**What you are asked to do:** From the data underneath, reproduce exactly the stretch that begins at the line with "impl KVTxn for" and ends after the line with "fn delete(&mut self, key: &str)".

##### Data shown

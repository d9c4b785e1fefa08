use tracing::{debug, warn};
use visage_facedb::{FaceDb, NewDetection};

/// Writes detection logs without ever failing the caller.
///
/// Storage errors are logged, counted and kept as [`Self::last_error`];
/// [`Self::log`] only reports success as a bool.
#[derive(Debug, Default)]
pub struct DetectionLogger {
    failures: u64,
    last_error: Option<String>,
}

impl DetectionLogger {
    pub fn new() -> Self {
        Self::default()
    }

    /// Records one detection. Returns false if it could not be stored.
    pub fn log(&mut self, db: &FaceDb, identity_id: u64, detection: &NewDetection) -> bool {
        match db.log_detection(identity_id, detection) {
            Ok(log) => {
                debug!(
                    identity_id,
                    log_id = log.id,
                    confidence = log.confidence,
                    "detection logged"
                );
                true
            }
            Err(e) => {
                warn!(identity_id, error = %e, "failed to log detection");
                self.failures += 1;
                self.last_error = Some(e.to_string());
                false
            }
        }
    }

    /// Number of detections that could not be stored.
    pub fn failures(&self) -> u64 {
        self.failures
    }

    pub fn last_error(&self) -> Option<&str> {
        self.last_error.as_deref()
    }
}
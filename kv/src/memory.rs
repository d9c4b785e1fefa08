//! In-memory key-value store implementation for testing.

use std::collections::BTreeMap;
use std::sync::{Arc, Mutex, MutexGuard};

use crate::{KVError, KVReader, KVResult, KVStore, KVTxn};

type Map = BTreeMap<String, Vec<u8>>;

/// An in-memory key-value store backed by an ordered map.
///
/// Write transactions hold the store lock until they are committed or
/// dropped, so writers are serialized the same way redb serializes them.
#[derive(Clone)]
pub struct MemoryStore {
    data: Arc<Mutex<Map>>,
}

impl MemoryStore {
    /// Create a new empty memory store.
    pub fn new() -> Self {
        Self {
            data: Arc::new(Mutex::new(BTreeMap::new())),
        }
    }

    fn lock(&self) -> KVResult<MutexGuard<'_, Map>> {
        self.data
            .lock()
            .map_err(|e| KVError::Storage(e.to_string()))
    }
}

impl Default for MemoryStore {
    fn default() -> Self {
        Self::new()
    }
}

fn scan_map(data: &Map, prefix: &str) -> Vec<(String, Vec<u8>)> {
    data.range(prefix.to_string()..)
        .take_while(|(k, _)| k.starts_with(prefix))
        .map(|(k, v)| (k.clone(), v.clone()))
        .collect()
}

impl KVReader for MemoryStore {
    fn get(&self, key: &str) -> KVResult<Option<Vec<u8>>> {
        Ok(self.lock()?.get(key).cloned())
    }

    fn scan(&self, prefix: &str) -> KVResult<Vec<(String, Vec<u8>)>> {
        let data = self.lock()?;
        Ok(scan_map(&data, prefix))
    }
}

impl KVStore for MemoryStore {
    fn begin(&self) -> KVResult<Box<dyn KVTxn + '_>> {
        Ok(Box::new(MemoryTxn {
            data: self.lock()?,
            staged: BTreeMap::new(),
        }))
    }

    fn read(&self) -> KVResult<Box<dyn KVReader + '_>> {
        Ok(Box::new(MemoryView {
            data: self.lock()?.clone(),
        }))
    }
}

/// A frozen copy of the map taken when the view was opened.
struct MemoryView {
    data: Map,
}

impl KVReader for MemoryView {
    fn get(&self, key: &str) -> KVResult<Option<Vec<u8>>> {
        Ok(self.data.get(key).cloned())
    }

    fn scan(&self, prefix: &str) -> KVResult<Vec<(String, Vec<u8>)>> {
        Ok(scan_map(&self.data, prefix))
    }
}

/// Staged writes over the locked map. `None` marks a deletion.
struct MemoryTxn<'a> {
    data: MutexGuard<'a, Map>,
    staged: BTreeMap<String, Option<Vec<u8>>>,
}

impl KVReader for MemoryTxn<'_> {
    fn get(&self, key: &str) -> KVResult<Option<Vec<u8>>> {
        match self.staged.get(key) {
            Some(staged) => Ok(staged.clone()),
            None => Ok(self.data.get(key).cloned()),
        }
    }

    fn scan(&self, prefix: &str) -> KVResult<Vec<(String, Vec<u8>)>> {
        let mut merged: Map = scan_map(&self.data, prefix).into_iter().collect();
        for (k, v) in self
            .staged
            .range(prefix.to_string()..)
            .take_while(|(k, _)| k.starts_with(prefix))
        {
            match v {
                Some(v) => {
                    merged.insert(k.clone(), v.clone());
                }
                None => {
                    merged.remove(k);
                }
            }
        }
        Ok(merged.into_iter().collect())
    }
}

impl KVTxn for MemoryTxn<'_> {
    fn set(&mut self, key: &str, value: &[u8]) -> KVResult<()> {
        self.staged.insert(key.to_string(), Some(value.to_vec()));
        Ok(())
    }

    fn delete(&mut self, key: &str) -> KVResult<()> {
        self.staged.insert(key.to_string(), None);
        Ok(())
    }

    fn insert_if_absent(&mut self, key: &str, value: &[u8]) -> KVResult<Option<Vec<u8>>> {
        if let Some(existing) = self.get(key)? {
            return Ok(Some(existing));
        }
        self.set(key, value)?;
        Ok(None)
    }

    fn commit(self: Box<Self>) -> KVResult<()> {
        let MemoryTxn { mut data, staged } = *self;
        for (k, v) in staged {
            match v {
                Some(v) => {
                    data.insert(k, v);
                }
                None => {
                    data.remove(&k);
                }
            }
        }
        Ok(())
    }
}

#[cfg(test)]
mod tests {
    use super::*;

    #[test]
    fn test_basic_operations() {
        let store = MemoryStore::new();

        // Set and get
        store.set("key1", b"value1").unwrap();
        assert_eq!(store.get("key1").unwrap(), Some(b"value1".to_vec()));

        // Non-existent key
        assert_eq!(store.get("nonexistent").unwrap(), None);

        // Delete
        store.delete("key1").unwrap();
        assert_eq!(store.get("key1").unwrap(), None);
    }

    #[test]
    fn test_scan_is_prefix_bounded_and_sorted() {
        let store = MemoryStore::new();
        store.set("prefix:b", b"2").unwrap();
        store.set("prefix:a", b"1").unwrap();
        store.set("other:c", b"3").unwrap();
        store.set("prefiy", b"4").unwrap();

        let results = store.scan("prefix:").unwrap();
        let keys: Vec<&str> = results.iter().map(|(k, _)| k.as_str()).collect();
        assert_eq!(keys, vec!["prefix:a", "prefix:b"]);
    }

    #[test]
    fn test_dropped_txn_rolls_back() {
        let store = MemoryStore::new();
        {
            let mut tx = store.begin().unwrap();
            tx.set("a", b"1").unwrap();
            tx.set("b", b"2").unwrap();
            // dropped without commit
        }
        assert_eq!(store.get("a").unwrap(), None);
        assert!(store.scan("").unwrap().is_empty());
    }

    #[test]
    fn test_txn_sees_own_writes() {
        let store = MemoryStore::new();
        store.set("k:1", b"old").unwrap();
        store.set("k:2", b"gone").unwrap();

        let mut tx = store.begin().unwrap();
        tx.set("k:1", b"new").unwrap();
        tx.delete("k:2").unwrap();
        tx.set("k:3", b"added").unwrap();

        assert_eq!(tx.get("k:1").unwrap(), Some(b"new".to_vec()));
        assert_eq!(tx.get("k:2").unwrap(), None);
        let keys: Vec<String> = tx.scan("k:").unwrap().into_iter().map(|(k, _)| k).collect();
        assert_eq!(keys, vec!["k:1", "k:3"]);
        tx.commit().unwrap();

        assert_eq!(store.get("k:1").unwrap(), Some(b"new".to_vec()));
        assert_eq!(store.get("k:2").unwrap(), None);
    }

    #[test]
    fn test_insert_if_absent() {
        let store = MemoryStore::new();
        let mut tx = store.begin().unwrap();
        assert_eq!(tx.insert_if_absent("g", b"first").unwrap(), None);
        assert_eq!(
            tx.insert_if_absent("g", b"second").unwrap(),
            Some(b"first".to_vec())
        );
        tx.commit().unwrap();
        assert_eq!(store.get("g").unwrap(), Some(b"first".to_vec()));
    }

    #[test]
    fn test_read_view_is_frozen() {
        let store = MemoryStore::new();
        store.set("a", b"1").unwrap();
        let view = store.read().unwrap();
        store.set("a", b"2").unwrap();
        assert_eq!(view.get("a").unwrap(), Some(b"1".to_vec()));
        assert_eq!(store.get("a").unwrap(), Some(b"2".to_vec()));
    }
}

##########

**Task solution:**
impl KVTxn for MemoryTxn<'_> {
    fn set(&mut self, key: &str, value: &[u8]) -> KVResult<()> {
        self.staged.insert(key.to_string(), Some(value.to_vec()));
        Ok(())
    }

    fn delete(&mut self, key: &str) -> KVResult<()> {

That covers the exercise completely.